President Kais Saied has cemented his role as master of Tunisia by ramming through his new constitution, ushering in a new political era after a brief, difficult experiment with democracy.

A resounding ‘yes’ vote in a referendum attended by only about a quarter of the electorate has established a new political system in which the president has nearly total power and few formal checks on his authority.

Opponents of Glum’s plans fear that Tunisia has now joined the ranks of failed democracies after leading the revolts against autocratic rule with a revolution that triggered the 2011 ‘Arab spring.’

Saied claims he will not become a dictator, but as political power flows ever more quickly into Carthage’s presidential palace, storm clouds loom across the turquoise waters of Tunis bay.

The economic turmoil that has weakened the political parties that have shared power through bargaining and negotiation is now Saied’s responsibility in a country with a decreasing appetite for failure.

Saied has little choice but to address the unpalatable decisions that have plagued his democratic predecessors as he moves to consolidate his control over Tunisia through new election laws and a largely toothless legislature.

Tunisia’s economy has been ailing since 2011, with low growth, rising unemployment, deteriorating public services, and mounting deficits and debt.

Political unrest, militant attacks, and then COVID-19 all dealt hammer blows to an already fragile economy, slashing tourism revenue.

Successive governments have had to walk a fine line in order to secure foreign financial assistance without causing a social uprising by making life even more difficult for an impoverished population.

However, with no other power bloc to blame, continued economic problems may be attributed solely to Saied.

“He must meet our urgent demands after removing all obstacles and assuming all powers. We want jobs for our children… we need health care and transportation… we can’t wait any longer “Salem Abidi, a bank clerk in Tunis, agreed. Passing his referendum may make it easier for Saied to take the first step toward economic stabilization, securing a long-awaited IMF bailout package.

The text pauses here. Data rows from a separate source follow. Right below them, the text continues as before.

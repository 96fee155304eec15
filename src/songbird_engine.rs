use std::collections::HashMap;
use std::sync::Arc;

use serenity::async_trait;
use songbird::input::ytdl_search;
use songbird::tracks::{TrackError, TrackHandle};
use songbird::{ytdl, Event, EventContext, EventHandler as VoiceEventHandler, Songbird, TrackEvent};
use tokio::sync::mpsc::UnboundedSender;
use tokio::sync::Mutex;
use tracing::{info, warn};

use crate::engine::{AudioEngine, TrackEnded, VoiceConnector};
use crate::error::{MusicError, MusicResult};
use crate::models::{PlayTicket, Track, UNKNOWN_TRACK_TITLE};
use crate::ytdlp;

/// Audio engine and voice connector backed by songbird and yt-dlp.
pub struct SongbirdEngine {
    manager: Arc<Songbird>,
    ytdlp_path: String,
    track_ended: UnboundedSender<TrackEnded>,
    track_handles: Mutex<HashMap<u64, TrackHandle>>,
}

impl SongbirdEngine {
    pub fn new(manager: Arc<Songbird>, ytdlp_path: String, track_ended: UnboundedSender<TrackEnded>) -> Self {
        SongbirdEngine {
            manager,
            ytdlp_path,
            track_ended,
            track_handles: Mutex::new(HashMap::new()),
        }
    }

    async fn track_handle(&self, guild_id: u64) -> MusicResult<TrackHandle> {
        self.track_handles
            .lock()
            .await
            .get(&guild_id)
            .cloned()
            .ok_or(MusicError::NothingPlaying)
    }
}

#[async_trait]
impl AudioEngine for SongbirdEngine {
    async fn resolve(&self, query: &str) -> MusicResult<Vec<Track>> {
        info!("User input is {query}");

        if ytdlp::is_playlist_url(query) {
            info!("Detected playlist in {query}");
            return ytdlp::expand_playlist(&self.ytdlp_path, query).await;
        }

        let input = if ytdlp::is_url(query) {
            ytdl(query).await
        } else {
            ytdl_search(query).await
        };

        let input = match input {
            Ok(input) => input,
            Err(why) => {
                warn!("Could not load song for input {query}: {why:?}");
                return Ok(Vec::new());
            }
        };

        let metadata = &input.metadata;
        let Some(source_url) = metadata.source_url.clone() else {
            warn!("No source url for input {query}");
            return Ok(Vec::new());
        };

        let title = metadata.title.clone().unwrap_or_else(|| UNKNOWN_TRACK_TITLE.to_string());

        Ok(vec![Track::new(title, source_url, metadata.duration)])
    }

    async fn play(&self, guild_id: u64, track: &Track, ticket: PlayTicket) -> MusicResult<()> {
        let handler_lock = self.manager.get(guild_id).ok_or(MusicError::NotConnected)?;

        let source = ytdl(&track.play_ref)
            .await
            .map_err(|why| MusicError::engine(format!("could not load {}: {why}", track.title)))?;

        let track_handle = {
            let mut handler = handler_lock.lock().await;

            handler.stop(); // Just in case something was playing before
            handler.play_source(source)
        };

        track_handle
            .add_event(
                Event::Track(TrackEvent::End),
                TrackEndNotifier {
                    guild_id,
                    ticket,
                    track_ended: self.track_ended.clone(),
                },
            )
            .map_err(MusicError::engine)?;

        self.track_handles.lock().await.insert(guild_id, track_handle);

        Ok(())
    }

    async fn pause(&self, guild_id: u64) -> MusicResult<()> {
        self.track_handle(guild_id).await?.pause().map_err(MusicError::engine)
    }

    async fn resume(&self, guild_id: u64) -> MusicResult<()> {
        self.track_handle(guild_id).await?.play().map_err(MusicError::engine)
    }

    async fn stop(&self, guild_id: u64) -> MusicResult<()> {
        let track_handle = self.track_handles.lock().await.remove(&guild_id);

        match track_handle.map(|handle| handle.stop()) {
            None | Some(Ok(())) | Some(Err(TrackError::Finished)) => Ok(()),
            Some(Err(why)) => Err(MusicError::engine(why)),
        }
    }
}

#[async_trait]
impl VoiceConnector for SongbirdEngine {
    async fn connect(&self, guild_id: u64, channel_id: u64) -> MusicResult<()> {
        let (handler_lock, joined) = self.manager.join(guild_id, channel_id).await;
        joined.map_err(MusicError::engine)?;

        let mut handler = handler_lock.lock().await;

        if handler.is_deaf() {
            info!("Already deafen!")
        } else if let Err(e) = handler.deafen(true).await {
            info!("Deafen failed due to {e:?}")
        }

        Ok(())
    }

    async fn disconnect(&self, guild_id: u64) -> MusicResult<()> {
        self.track_handles.lock().await.remove(&guild_id);

        if self.manager.get(guild_id).is_none() {
            return Err(MusicError::NotConnected);
        }

        self.manager.remove(guild_id).await.map_err(MusicError::engine)
    }

    async fn is_connected(&self, guild_id: u64) -> bool {
        match self.manager.get(guild_id) {
            Some(handler_lock) => handler_lock.lock().await.current_channel().is_some(),
            None => false,
        }
    }
}

struct TrackEndNotifier {
    guild_id: u64,
    ticket: PlayTicket,
    track_ended: UnboundedSender<TrackEnded>,
}

#[async_trait]
impl VoiceEventHandler for TrackEndNotifier {
    async fn act(&self, _ctx: &EventContext<'_>) -> Option<Event> {
        info!("End notifier triggered for guild {}", self.guild_id);

        let event = TrackEnded {
            guild_id: self.guild_id,
            ticket: self.ticket,
        };

        if self.track_ended.send(event).is_err() {
            warn!("Track end dispatcher is gone, guild {} will not advance", self.guild_id);
        }

        None
    }
}
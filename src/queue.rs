use std::collections::VecDeque;

use rand::seq::SliceRandom;
use rand::thread_rng;

use crate::models::Track;

/// Pending tracks of one guild, in play order. Never holds the track that is currently playing.
#[derive(Debug)]
pub struct GuildQueue {
    guild_id: u64,
    pending: VecDeque<Track>,
}

/// Read-only view of the head of a queue.
#[derive(Clone, Debug, PartialEq, Eq)]
pub struct QueueSnapshot {
    pub tracks: Vec<Track>,
    pub remaining: usize,
}

impl GuildQueue {
    pub fn new(guild_id: u64) -> Self {
        GuildQueue {
            guild_id,
            pending: VecDeque::new(),
        }
    }

    pub fn guild_id(&self) -> u64 {
        self.guild_id
    }

    pub fn append(&mut self, track: Track) {
        self.pending.push_back(track);
    }

    /// Puts a track back at the head, ahead of everything pending.
    pub fn push_front(&mut self, track: Track) {
        self.pending.push_front(track);
    }

    pub fn pop_front(&mut self) -> Option<Track> {
        self.pending.pop_front()
    }

    pub fn clear(&mut self) {
        self.pending.clear();
    }

    pub fn len(&self) -> usize {
        self.pending.len()
    }

    pub fn is_empty(&self) -> bool {
        self.pending.is_empty()
    }

    pub fn snapshot(&self, limit: usize) -> QueueSnapshot {
        let tracks: Vec<Track> = self.pending.iter().take(limit).cloned().collect();
        let remaining = self.pending.len() - tracks.len();

        QueueSnapshot { tracks, remaining }
    }

    pub fn tracks(&self) -> Vec<Track> {
        self.pending.iter().cloned().collect()
    }

    pub fn shuffle(&mut self) {
        self.pending.make_contiguous().shuffle(&mut thread_rng());
    }
}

Unlike in the past, there is no need to negotiate within a ruling coalition, and the referendum ends the interim arrangements that have been in place since last summer. It may also help Saied’s position with the powerful UGTT labor union, which opposes many of the reforms.

However, his unilateral political approach may complicate efforts to secure additional assistance.

Since the 2011 revolution, Western democracies have been the most important donors to Tunisia. They have said little about his actions, and some may be less inclined to back Tunisia than they were previously.

Others, who would bear the brunt of any migration crisis if Tunisia’s economy collapsed, may feel compelled to support him regardless of the consequences for democracy.

While Tunisia has stated that Gulf states have pledged support, no evidence has emerged thus far.

Even if he is able to secure IMF and other foreign assistance, Saied has shown little interest in Tunisia’s economy and has not announced a strategy to restore growth and create jobs.

Economic failures fueled disillusionment with democracy and rage at parliamentarian parties, which played out each winter as protests erupted in Tunisian cities.

“His greatest vulnerability is social protest. He can no longer blame others because he has centralized everything in his hands “the Arab Reform Initiative’s executive director, Nadim Houry, said

Such opposition may put Saied’s promise to uphold the rights and freedoms gained since 2011 to the test, as well as the security services’ loyalty.

Meanwhile, opposition parties continue to have organized national structures capable of mobilizing people across the country, and nearly all of them reject the legitimacy of Saied’s moves.

A major opposition coalition has questioned the official turnout figure of 28%. Other senior opposition figures have stated that even a low rate of participation is insufficient to support a long-term new political order.

But as long as they remain divided and he can avoid economic collapse, that may not be a major issue for Saied.